90 min boil
9.3 SRM
63 IBU
.985 bitterness ratio
Amt Name %/IBU
9lbs Pale Malt (2 Row) US (2.0 SRM) 69%
3lbs Pale Malt, Maris Otter (3.0 SRM) 23 %
9.6 oz Caramel Malt - 60L (Briess) (60.0 SRM) 4.8 %
8.0 oz Caramel Malt - 40L (Briess) (40.0 SRM) 4.0 %
0.50 oz Chinook [13.00 %] - Boil 60.0 min 21.6 IBUs
1.00 oz Mosaic [12.50 %] - Boil 20.0 min 25 IBUs
2.00 oz Mosaic [12.50 %] - Boil 5.0 min 16.6 IBUs
1.00 oz Cascade [5.50 %] - Dry Hop 0.0 Days 0.0 IBUs
1.00 oz Mosaic [12.50 %] - Dry Hop 0.0 Days 0.0 IBUs
Bottled this batch today and am pleased with how it turned out thus far. Initial impression is very strong grapefruit flavor and aroma. I fermented with a repitch of 1272 fermented cool (65/66) and then dry hopped with roughly 1oz Cascade and 1oz Mosaic (didn't break out the scale and eyeballed it) and let it sit at room temp (72) and dry hop for 5 days then cold crashed for two. I carbed it on the high side (2.6 vols) and am really looking forward to the first real taste test in a couple weeks. This batch went from 1.062 to 1.010 on the mark = 6.8% ABV.

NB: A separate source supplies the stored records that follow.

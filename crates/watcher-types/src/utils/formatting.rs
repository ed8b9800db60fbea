//! String formatting utilities.
//!
//! Transaction hashes are 64 hex characters and account addresses around 34;
//! log lines only carry a short prefix of either.

/// Truncates an identifier for display purposes.
///
/// Shows only the first 8 characters followed by ".." for longer strings.
pub fn truncate_id(id: &str) -> String {
	match id.char_indices().nth(8) {
		Some((cut, _)) => format!("{}..", &id[..cut]),
		None => id.to_string(),
	}
}
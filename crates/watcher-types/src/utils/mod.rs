//! Utility functions for common formatting needs.

pub mod formatting;

pub use formatting::truncate_id;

I followed the above recipe for the most part (variation of what I posted a few pages back) but instead of 2oz at 5min, I had a 1lb bag of mosaic staring at me with 30 min left in the boil and decided to take 1oz split and throw a bit in every 5 minutes till flameout and only did 1oz at 5. Threw another handful at flameout as well for good measure.... I need to be careful on brew days with a big ole bag of hops sitting next to me. I get crazy ideas. So far this one has turned out (and looks/smells) great.